**Work order**
All of the data needs to be printed again, exactly as written.

:: Supplied material ::

//! Cache Entry Module
//!
//! Defines the structure for individual cache entries and the expiry
//! kinds accepted by `SET`.

use chrono::{DateTime, Utc};

// == Expiry Kind ==
/// How an entry's `ttl` is interpreted.
#[derive(Debug, Clone, Copy, PartialEq, Eq, Default)]
pub enum ExpiryKind {
    /// No expiry, the entry lives until evicted
    #[default]
    None,
    /// Relative, in seconds
    Ex,
    /// Relative, in milliseconds
    Px,
    /// Unix time, in seconds
    ExAt,
    /// Unix time, in milliseconds
    PxAt,
}

impl ExpiryKind {
    /// Parses a `SET` option name, ignoring ASCII case.
    ///
    /// Returns `None` for anything that is not an expiry option.
    pub fn from_option(name: &str) -> Option<Self> {
        match name.to_ascii_uppercase().as_str() {
            "EX" => Some(ExpiryKind::Ex),
            "PX" => Some(ExpiryKind::Px),
            "EXAT" => Some(ExpiryKind::ExAt),
            "PXAT" => Some(ExpiryKind::PxAt),
            _ => None,
        }
    }

    /// Wire name of the option.
    pub fn as_str(&self) -> &'static str {
        match self {
            ExpiryKind::None => "NONE",
            ExpiryKind::Ex => "EX",
            ExpiryKind::Px => "PX",
            ExpiryKind::ExAt => "EXAT",
            ExpiryKind::PxAt => "PXAT",
        }
    }
}

// == Cache Entry ==
/// Represents a single cache entry with value and expiry metadata.
#[derive(Debug, Clone)]
pub struct CacheEntry {
    /// The stored payload
    pub value: String,
    /// Creation timestamp
    pub created_at: DateTime<Utc>,
    /// Time to live, in the unit implied by `expiry`
    pub ttl: Option<i64>,
    /// How `ttl` is evaluated
    pub expiry: ExpiryKind,
}

impl CacheEntry {
    // == Constructor ==
    /// Creates a new cache entry stamped with the current time.
    pub fn new(value: String, ttl: Option<i64>, expiry: ExpiryKind) -> Self {
        Self {
            value,
            created_at: Utc::now(),
            ttl,
            expiry,
        }
    }

    // == Lifespan ==
    /// Age of the entry at `now`, in the unit implied by the expiry kind.
    ///
    /// `Ex` counts whole elapsed seconds and `Px` elapsed milliseconds.
    /// The absolute kinds difference the two epoch-second stamps, and
    /// `PxAt` scales that difference to milliseconds. Returns `None` for
    /// entries without an expiry kind.
    pub fn lifespan(&self, now: DateTime<Utc>) -> Option<i64> {
        let elapsed = now.signed_duration_since(self.created_at);
        match self.expiry {
            ExpiryKind::None => None,
            ExpiryKind::Ex => Some(elapsed.num_seconds()),
            ExpiryKind::Px => Some(elapsed.num_milliseconds()),
            ExpiryKind::ExAt => Some(now.timestamp() - self.created_at.timestamp()),
            ExpiryKind::PxAt => Some((now.timestamp() - self.created_at.timestamp()) * 1000),
        }
    }

    // == Is Expired ==
    /// Checks whether the entry has expired at `now`.
    ///
    /// Boundary condition: an entry is expired once its lifespan is greater
    /// than or equal to its ttl.
    pub fn is_expired_at(&self, now: DateTime<Utc>) -> bool {
        match (self.ttl, self.lifespan(now)) {
            (Some(ttl), Some(lifespan)) => lifespan >= ttl,
            _ => false,
        }
    }

    /// Checks whether the entry has expired right now.
    pub fn is_expired(&self) -> bool {
        self.is_expired_at(Utc::now())
    }
}

// == Unit Tests ==
#[cfg(test)]
mod tests {
    use super::*;
    use chrono::Duration;
    use std::thread::sleep;

    fn entry(ttl: Option<i64>, expiry: ExpiryKind) -> CacheEntry {
        CacheEntry::new("value".to_string(), ttl, expiry)
    }

    #[test]
    fn test_expiry_kind_from_option() {
        assert_eq!(ExpiryKind::from_option("EX"), Some(ExpiryKind::Ex));
        assert_eq!(ExpiryKind::from_option("px"), Some(ExpiryKind::Px));
        assert_eq!(ExpiryKind::from_option("ExAt"), Some(ExpiryKind::ExAt));
        assert_eq!(ExpiryKind::from_option("PXAT"), Some(ExpiryKind::PxAt));
        assert_eq!(ExpiryKind::from_option("KEEPTTL"), None);
        assert_eq!(ExpiryKind::from_option(""), None);
    }

    #[test]
    fn test_entry_without_expiry_never_expires() {
        let e = entry(None, ExpiryKind::None);
        let far_future = e.created_at + Duration::days(365);

        assert!(e.lifespan(far_future).is_none());
        assert!(!e.is_expired_at(far_future));
    }

    #[test]
    fn test_ttl_without_kind_is_ignored() {
        let e = entry(Some(1), ExpiryKind::None);
        assert!(!e.is_expired_at(e.created_at + Duration::seconds(10)));
    }

    #[test]
    fn test_ex_counts_whole_seconds() {
        let e = entry(Some(2), ExpiryKind::Ex);

        assert_eq!(e.lifespan(e.created_at + Duration::milliseconds(1999)), Some(1));
        assert!(!e.is_expired_at(e.created_at + Duration::milliseconds(1999)));
        assert!(e.is_expired_at(e.created_at + Duration::seconds(2)));
    }

    #[test]
    fn test_px_counts_milliseconds() {
        let e = entry(Some(1500), ExpiryKind::Px);

        assert!(!e.is_expired_at(e.created_at + Duration::milliseconds(1499)));
        assert!(e.is_expired_at(e.created_at + Duration::milliseconds(1500)));
    }

    #[test]
    fn test_absolute_kinds_use_epoch_seconds() {
        let e = entry(Some(3), ExpiryKind::ExAt);
        let later = e.created_at + Duration::seconds(3);
        assert_eq!(e.lifespan(later), Some(3));
        assert!(e.is_expired_at(later));

        let e = entry(Some(3000), ExpiryKind::PxAt);
        let later = e.created_at + Duration::seconds(3);
        assert_eq!(e.lifespan(later), Some(3000));
        assert!(e.is_expired_at(later));
        assert!(!e.is_expired_at(e.created_at));
    }

    #[test]
    fn test_expiration_boundary_condition() {
        // A zero ttl is expired at the moment of creation
        let e = entry(Some(0), ExpiryKind::Px);
        assert!(e.is_expired_at(e.created_at));
    }

    #[test]
    fn test_entry_expiration_real_clock() {
        let e = entry(Some(1), ExpiryKind::Ex);
        assert!(!e.is_expired());

        sleep(std::time::Duration::from_millis(1100));

        assert!(e.is_expired());
    }
}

:::

**Written reply**
//! Cache Entry Module
//!
//! Defines the structure for individual cache entries and the expiry
//! kinds accepted by `SET`.

use chrono::{DateTime, Utc};

// == Expiry Kind ==
/// How an entry's `ttl` is interpreted.
#[derive(Debug, Clone, Copy, PartialEq, Eq, Default)]
pub enum ExpiryKind {
    /// No expiry, the entry lives until evicted
    #[default]
    None,
    /// Relative, in seconds
    Ex,
    /// Relative, in milliseconds
    Px,
    /// Unix time, in seconds
    ExAt,
    /// Unix time, in milliseconds
    PxAt,
}

impl ExpiryKind {
    /// Parses a `SET` option name, ignoring ASCII case.
    ///
    /// Returns `None` for anything that is not an expiry option.
    pub fn from_option(name: &str) -> Option<Self> {
        match name.to_ascii_uppercase().as_str() {
            "EX" => Some(ExpiryKind::Ex),
            "PX" => Some(ExpiryKind::Px),
            "EXAT" => Some(ExpiryKind::ExAt),
            "PXAT" => Some(ExpiryKind::PxAt),
            _ => None,
        }
    }

    /// Wire name of the option.
    pub fn as_str(&self) -> &'static str {
        match self {
            ExpiryKind::None => "NONE",
            ExpiryKind::Ex => "EX",
            ExpiryKind::Px => "PX",
            ExpiryKind::ExAt => "EXAT",
            ExpiryKind::PxAt => "PXAT",
        }
    }
}

// == Cache Entry ==
/// Represents a single cache entry with value and expiry metadata.
#[derive(Debug, Clone)]
pub struct CacheEntry {
    /// The stored payload
    pub value: String,
    /// Creation timestamp
    pub created_at: DateTime<Utc>,
    /// Time to live, in the unit implied by `expiry`
    pub ttl: Option<i64>,
    /// How `ttl` is evaluated
    pub expiry: ExpiryKind,
}

impl CacheEntry {
    // == Constructor ==
    /// Creates a new cache entry stamped with the current time.
    pub fn new(value: String, ttl: Option<i64>, expiry: ExpiryKind) -> Self {
        Self {
            value,
            created_at: Utc::now(),
            ttl,
            expiry,
        }
    }

    // == Lifespan ==
    /// Age of the entry at `now`, in the unit implied by the expiry kind.
    ///
    /// `Ex` counts whole elapsed seconds and `Px` elapsed milliseconds.
    /// The absolute kinds difference the two epoch-second stamps, and
    /// `PxAt` scales that difference to milliseconds. Returns `None` for
    /// entries without an expiry kind.
    pub fn lifespan(&self, now: DateTime<Utc>) -> Option<i64> {
        let elapsed = now.signed_duration_since(self.created_at);
        match self.expiry {
            ExpiryKind::None => None,
            ExpiryKind::Ex => Some(elapsed.num_seconds()),
            ExpiryKind::Px => Some(elapsed.num_milliseconds()),
            ExpiryKind::ExAt => Some(now.timestamp() - self.created_at.timestamp()),
            ExpiryKind::PxAt => Some((now.timestamp() - self.created_at.timestamp()) * 1000),
        }
    }

    // == Is Expired ==
    /// Checks whether the entry has expired at `now`.
    ///
    /// Boundary condition: an entry is expired once its lifespan is greater
    /// than or equal to its ttl.
    pub fn is_expired_at(&self, now: DateTime<Utc>) -> bool {
        match (self.ttl, self.lifespan(now)) {
            (Some(ttl), Some(lifespan)) => lifespan >= ttl,
            _ => false,
        }
    }

    /// Checks whether the entry has expired right now.
    pub fn is_expired(&self) -> bool {
        self.is_expired_at(Utc::now())
    }
}

// == Unit Tests ==
#[cfg(test)]
mod tests {
    use super::*;
    use chrono::Duration;
    use std::thread::sleep;

    fn entry(ttl: Option<i64>, expiry: ExpiryKind) -> CacheEntry {
        CacheEntry::new("value".to_string(), ttl, expiry)
    }

    #[test]
    fn test_expiry_kind_from_option() {
        assert_eq!(ExpiryKind::from_option("EX"), Some(ExpiryKind::Ex));
        assert_eq!(ExpiryKind::from_option("px"), Some(ExpiryKind::Px));
        assert_eq!(ExpiryKind::from_option("ExAt"), Some(ExpiryKind::ExAt));
        assert_eq!(ExpiryKind::from_option("PXAT"), Some(ExpiryKind::PxAt));
        assert_eq!(ExpiryKind::from_option("KEEPTTL"), None);
        assert_eq!(ExpiryKind::from_option(""), None);
    }

    #[test]
    fn test_entry_without_expiry_never_expires() {
        let e = entry(None, ExpiryKind::None);
        let far_future = e.created_at + Duration::days(365);

        assert!(e.lifespan(far_future).is_none());
        assert!(!e.is_expired_at(far_future));
    }

    #[test]
    fn test_ttl_without_kind_is_ignored() {
        let e = entry(Some(1), ExpiryKind::None);
        assert!(!e.is_expired_at(e.created_at + Duration::seconds(10)));
    }

    #[test]
    fn test_ex_counts_whole_seconds() {
        let e = entry(Some(2), ExpiryKind::Ex);

        assert_eq!(e.lifespan(e.created_at + Duration::milliseconds(1999)), Some(1));
        assert!(!e.is_expired_at(e.created_at + Duration::milliseconds(1999)));
        assert!(e.is_expired_at(e.created_at + Duration::seconds(2)));
    }

    #[test]
    fn test_px_counts_milliseconds() {
        let e = entry(Some(1500), ExpiryKind::Px);

        assert!(!e.is_expired_at(e.created_at + Duration::milliseconds(1499)));
        assert!(e.is_expired_at(e.created_at + Duration::milliseconds(1500)));
    }

    #[test]
    fn test_absolute_kinds_use_epoch_seconds() {
        let e = entry(Some(3), ExpiryKind::ExAt);
        let later = e.created_at + Duration::seconds(3);
        assert_eq!(e.lifespan(later), Some(3));
        assert!(e.is_expired_at(later));

        let e = entry(Some(3000), ExpiryKind::PxAt);
        let later = e.created_at + Duration::seconds(3);
        assert_eq!(e.lifespan(later), Some(3000));
        assert!(e.is_expired_at(later));
        assert!(!e.is_expired_at(e.created_at));
    }

    #[test]
    fn test_expiration_boundary_condition() {
        // A zero ttl is expired at the moment of creation
        let e = entry(Some(0), ExpiryKind::Px);
        assert!(e.is_expired_at(e.created_at));
    }

    #[test]
    fn test_entry_expiration_real_clock() {
        let e = entry(Some(1), ExpiryKind::Ex);
        assert!(!e.is_expired());

        sleep(std::time::Duration::from_millis(1100));

        assert!(e.is_expired());
    }
}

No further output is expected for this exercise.